The National Institutes of Health (NIH) have launched a $190 million research effort to learn about epigenetics. According to Nature News ...
It’s not that epigenetics is totally useless. I just don’t see why it’s worth 190 million dollars.
Kevin Struhl
Harvard Medical School
Epigenetics, described as "inheritance, but not as we know it"1, is now a blisteringly hot field. It is concerned with changes in gene expression that are typically inherited, but not caused by changes in gene sequence. In theory, epigenetic studies can help explain how the millions of cells in the human body can carry identical DNA but form completely different cell types, and perhaps why certain cells are susceptible to disease.It seems strange to be spending so much research money on something that scientists can't even define properly [Epigenetics in New Scientist, Epigenetics Revisited, Epigenetics]. Perhaps some of this money will go toward coming up with a reasonable definition of what they're studying.

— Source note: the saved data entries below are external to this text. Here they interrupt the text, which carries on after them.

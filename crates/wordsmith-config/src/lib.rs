use std::env;
use std::path::PathBuf;

use serde::{Deserialize, Serialize};

use self::images::ImageConfig;
use self::lookup::LookupConfig;
use self::store::StoreConfig;

pub mod images;
pub mod lookup;
pub mod store;

#[derive(Debug, Default, Serialize, Deserialize, Clone)]
#[serde(default)]
pub struct Config {
    pub lookup: LookupConfig,
    pub store: StoreConfig,
    pub images: ImageConfig,
}

impl Config {
    /// Defaults with environment overrides applied
    pub fn new() -> Self {
        let mut config = Config::default();
        config.apply_overrides(|key| env::var(key).ok());
        config
    }

    /// Apply `WORDSMITH_*` overrides read through `var`
    pub fn apply_overrides(&mut self, var: impl Fn(&str) -> Option<String>) {
        if let Some(api_url) = var("WORDSMITH_API_URL") {
            self.lookup.api_url = api_url;
        }

        if let Some(timeout) = var("WORDSMITH_LOOKUP_TIMEOUT_SECONDS").and_then(|v| v.parse().ok()) {
            self.lookup.timeout_seconds = timeout;
        }

        if let Some(path) = var("WORDSMITH_STORE_PATH") {
            self.store.path = PathBuf::from(path);
        }

        if let Some(enabled) = var("WORDSMITH_IMAGES").and_then(|v| parse_flag(&v)) {
            self.images.enabled = enabled;
        }
    }
}

fn parse_flag(value: &str) -> Option<bool> {
    match value.trim().to_ascii_lowercase().as_str() {
        "1" | "true" | "yes" | "on" => Some(true),
        "0" | "false" | "no" | "off" => Some(false),
        _ => None,
    }
}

The NIH's epigenomics initiative is a plan for such studies on a grand scale including, for example, surveys in different human cell types of all the chemical tags, or epigenetic marks, that might control genes.

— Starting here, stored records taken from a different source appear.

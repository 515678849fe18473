//! Decorators wrapped around every service method.
//!
//! - [`metrics`]: request samples
//! - [`logging`]: access log line
//! - [`trace`]: child span per call
//! - [`reporting`]: error reports
//! - [`pipeline`]: composes the chain

pub mod logging;
pub mod metrics;
pub mod pipeline;
pub mod reporting;
pub mod trace;

pub use logging::LoggingLayer;
pub use metrics::MetricsLayer;
pub use pipeline::{build_operation_pipeline, Collaborators};
pub use reporting::ReportingLayer;
pub use trace::TracingLayer;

As far as I know we already have a good model for how totipotent cells can differentiate into many different cell types. We also understand how they can revert to pleuripotent cells. We even know that differentiated cells can be transformed back into stem cells by adding certain transcription factors.
Now we add in the fact that some DNA binding proteins can covalently modify DNA and this affects gene expression. What's the big deal?